Accounting Standards for Private Enterprises or ASPE represent the accounting framework established by the Accounting Standards Board (“AcSB”) for private enterprises.  These standards are located in Part II of the CPA Canada Handbook (“the Handbook”) and became mandatory for private enterprises for fiscal years beginning on or after January 1, 2011.

ASPE are a stand-alone set of accounting standards, the starting point for which was Canadian GAAP.  Inherent in their development was a need for simplification and consideration of the costs and benefits of retaining particular requirements of Canadian GAAP.  ASPE are intended to be principles-based standards which encourage the use of professional judgment and often provide a choice of accounting treatments for particular transactions and account balances.  Further the disclosure requirements of these standards differ from IFRS in some respects and are generally speaking significantly reduced relative to IFRS.  

ASPE includes specific requirements that are applicable on first-time adoption.  These requirements apply to all first-time adopters of ASPE including, for example, an entity that previously reported under IFRS but subsequently is subject to a change in status (i.e. is no longer publicly-accountable) and is eligible to transition to ASPE.

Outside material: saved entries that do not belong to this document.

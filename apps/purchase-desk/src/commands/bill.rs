//! # Bill Commands
//!
//! Building, editing and discarding the draft purchase bill.
//!
//! ## Draft Lifecycle
//! ```text
//! ┌─────────────────────────────────────────────────────────────────────────┐
//! │  ┌──────────┐  build_bill   ┌──────────┐  submit_bill   ┌──────────┐    │
//! │  │ No Draft │──────────────►│  Draft   │───────────────►│   Paid   │    │
//! │  └──────────┘               └──────────┘  (payment.rs)  └──────────┘    │
//! │       ▲                      │    ▲                                     │
//! │       │                      │    │ update_line_item                    │
//! │       │        discard_draft │    │ set_advance                         │
//! │       └──────────────────────┘    │ update_payment_entry                │
//! │                                   └──────                               │
//! └─────────────────────────────────────────────────────────────────────────┘
//! ```

use serde::{Deserialize, Serialize};
use tracing::{debug, info, warn};

use challan_core::{BillRequest, LineEdit, Money, PaymentEntry, PurchaseBill, PurchaseBillProduct};

use crate::error::ApiError;
use crate::state::BookState;

/// Addresses one bill line, by product or by serial number.
///
/// A product delivered on two challans sits on two lines; those must be
/// addressed by `slNo`.
#[derive(Debug, Clone, PartialEq, Eq, Serialize, Deserialize)]
#[serde(rename_all = "camelCase")]
pub enum LineTarget {
    ProductId(String),
    SlNo(u32),
}

/// Consolidates the requested challans into a fresh draft bill.
///
/// Replaces any draft already open.
pub fn build_bill(book: &BookState, request: BillRequest) -> Result<PurchaseBill, ApiError> {
    debug!(
        bill_no = %request.bill_no,
        vendor_id = %request.vendor_id,
        challans = request.challan_ids.len(),
        "build_bill command"
    );

    let bill = book.with_book_mut(|b| b.build_bill(request).cloned())?;

    info!(
        bill_id = %bill.id,
        lines = bill.products.len(),
        total = %bill.totals.total,
        "Draft bill built"
    );
    Ok(bill)
}

/// Gets the open draft, if any.
pub fn get_current_bill(book: &BookState) -> Option<PurchaseBill> {
    debug!("get_current_bill command");
    book.with_book(|b| b.current_bill().cloned())
}

/// Applies one edit to a draft line and returns the recomputed bill.
///
/// Quantity, rate and discount edits are refused on lines whose source
/// product already carries payments.
pub fn update_line_item(
    book: &BookState,
    target: LineTarget,
    edit: LineEdit,
) -> Result<PurchaseBill, ApiError> {
    debug!(target = ?target, edit = ?edit, "update_line_item command");

    book.with_book_mut(|b| {
        let line: &PurchaseBillProduct = match &target {
            LineTarget::ProductId(product_id) => b.update_line_item(product_id, edit)?,
            LineTarget::SlNo(sl_no) => b.update_line_at(*sl_no, edit)?,
        };
        debug!(sl_no = line.sl_no, total = %line.total, "Bill line updated");

        b.current_bill()
            .cloned()
            .ok_or_else(|| ApiError::internal("Draft bill vanished during update"))
    })
}

/// Records the advance already paid to the vendor.
///
/// An advance larger than the bill is kept as entered; the remaining amount
/// goes negative.
pub fn set_advance(book: &BookState, amount: Money) -> Result<PurchaseBill, ApiError> {
    debug!(amount = %amount, "set_advance command");

    let bill = book.with_book_mut(|b| b.set_advance_amount(amount).cloned())?;

    if bill.remaining_amount.is_negative() {
        warn!(
            bill_id = %bill.id,
            advance = %bill.advance_amount,
            total = %bill.totals.total,
            "Advance exceeds bill total"
        );
    }
    Ok(bill)
}

/// Replaces the draft's payment instruments and references.
pub fn update_payment_entry(
    book: &BookState,
    entry: PaymentEntry,
) -> Result<PurchaseBill, ApiError> {
    debug!(methods = ?entry.transaction_types, "update_payment_entry command");
    Ok(book.with_book_mut(|b| b.update_payment_entry(entry).cloned())?)
}

/// Throws the draft away and clears the challan selection.
pub fn discard_draft(book: &BookState) -> Option<PurchaseBill> {
    debug!("discard_draft command");
    let discarded = book.with_book_mut(|b| b.discard_draft());
    if let Some(bill) = &discarded {
        info!(bill_id = %bill.id, "Draft bill discarded");
    }
    discarded
}

#[cfg(test)]
mod tests {
    use super::*;
    use crate::commands::challan::ingest_challan;
    use crate::commands::test_support::{bill_request, record, state};
    use crate::error::ErrorCode;
    use challan_core::Rate;

    #[test]
    fn test_build_bill() {
        let book = state();
        ingest_challan(&book, record("CH1", "V1", 10, 100)).unwrap();

        let bill = build_bill(&book, bill_request("V1", &["CH1"])).unwrap();
        assert_eq!(bill.totals.total, Money::from_rupees(1180));
        assert_eq!(get_current_bill(&book).unwrap().id, bill.id);
    }

    #[test]
    fn test_update_line_by_product_and_serial() {
        let book = state();
        ingest_challan(&book, record("CH1", "V1", 10, 100)).unwrap();
        build_bill(&book, bill_request("V1", &["CH1"])).unwrap();

        let bill = update_line_item(
            &book,
            LineTarget::ProductId("P-CH1".to_string()),
            LineEdit::Discount(Rate::from_percent(10)),
        )
        .unwrap();
        assert_eq!(bill.totals.discount, Money::from_rupees(100));
        assert_eq!(bill.totals.total, Money::from_rupees(1062));

        let bill = update_line_item(&book, LineTarget::SlNo(1), LineEdit::Quantity(5)).unwrap();
        assert_eq!(bill.products[0].taxable_value, Money::from_rupees(450));

        let err = update_line_item(&book, LineTarget::SlNo(9), LineEdit::Quantity(1)).unwrap_err();
        assert_eq!(err.code, ErrorCode::NotFound);
    }

    #[test]
    fn test_advance_larger_than_total() {
        let book = state();
        ingest_challan(&book, record("CH1", "V1", 1, 100)).unwrap();
        build_bill(&book, bill_request("V1", &["CH1"])).unwrap();

        let bill = set_advance(&book, Money::from_rupees(200)).unwrap();
        assert_eq!(bill.remaining_amount, Money::from_rupees(-82));

        let err = set_advance(&book, Money::from_rupees(-1)).unwrap_err();
        assert_eq!(err.code, ErrorCode::ValidationError);
    }

    #[test]
    fn test_commands_without_draft() {
        let book = state();
        let err = set_advance(&book, Money::zero()).unwrap_err();
        assert_eq!(err.code, ErrorCode::BusinessLogic);
        assert!(discard_draft(&book).is_none());
    }

    #[test]
    fn test_line_target_shape() {
        let target: LineTarget = serde_json::from_str(r#"{"slNo":2}"#).unwrap();
        assert_eq!(target, LineTarget::SlNo(2));
        let target: LineTarget = serde_json::from_str(r#"{"productId":"P1"}"#).unwrap();
        assert_eq!(target, LineTarget::ProductId("P1".to_string()));
    }
}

The Private Enterprise Advisory Committee (PEAC)’s purpose is to assist the AcSB in maintaining and improving ASPE standards and in identifying the need for non-authoritative guidance about the standards. The PEAC makes recommendations to the AcSB, but is not authorized to interpret or provide authoritative guidance on ASPE.

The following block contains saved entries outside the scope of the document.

//! # Config Commands
//!
//! Read-only access to the desk configuration.

use tracing::debug;

use crate::state::DeskConfig;

/// Gets the current desk configuration.
///
/// ## When Used
/// - Bill printouts (store name)
/// - Currency formatting
pub fn get_config(config: &DeskConfig) -> DeskConfig {
    debug!("get_config command");
    config.clone()
}
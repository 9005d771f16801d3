//! Fixture builders shared by the unit tests.

use chrono::NaiveDate;

use crate::money::Money;
use crate::types::{StockInLine, StockInRecord};

pub(crate) fn date(y: i32, m: u32, d: u32) -> NaiveDate {
    NaiveDate::from_ymd_opt(y, m, d).unwrap()
}

/// A stock-in line priced in whole rupees.
pub(crate) fn line(product_id: &str, qty: i64, unit_rupees: i64) -> StockInLine {
    let unit_price = Money::from_rupees(unit_rupees);
    StockInLine {
        product_id: product_id.to_string(),
        product_name: format!("Product {}", product_id),
        qty,
        unit_price,
        total_price: unit_price * qty,
        batch_no: None,
        mf_date: None,
        exp_date: None,
        hsn_code: None,
        gst_rate: None,
    }
}

/// A stock-in record whose declared total matches its lines.
pub(crate) fn stock_in(id: &str, vendor_id: &str, lines: Vec<StockInLine>) -> StockInRecord {
    let total_amount = lines.iter().map(|l| l.total_price).sum();
    StockInRecord {
        id: id.to_string(),
        vendor_id: vendor_id.to_string(),
        vendor_name: format!("Vendor {}", vendor_id),
        vendor_address: None,
        vendor_contact: None,
        vendor_gst_no: None,
        challan_date: date(2024, 1, 1),
        challan_no: format!("DC-{}", id),
        transport_name: Some("Shree Logistics".to_string()),
        transport_no: Some("MH12AB1234".to_string()),
        transport_charges: Money::from_rupees(150),
        products: lines,
        total_amount,
    }
}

In general, the AcSB does not intend to make changes to the accounting standards for private enterprises for some time following their finalization, so that stakeholders in the private enterprise sector have time to absorb and become familiar with them.  This said, ASPE is not a static framework and is expected to continue to evolve line with current reporting needs in a changing business environment.  Future changes to IFRS and US GAAP are also considered to determine the extent to which they are appropriate for the private sector.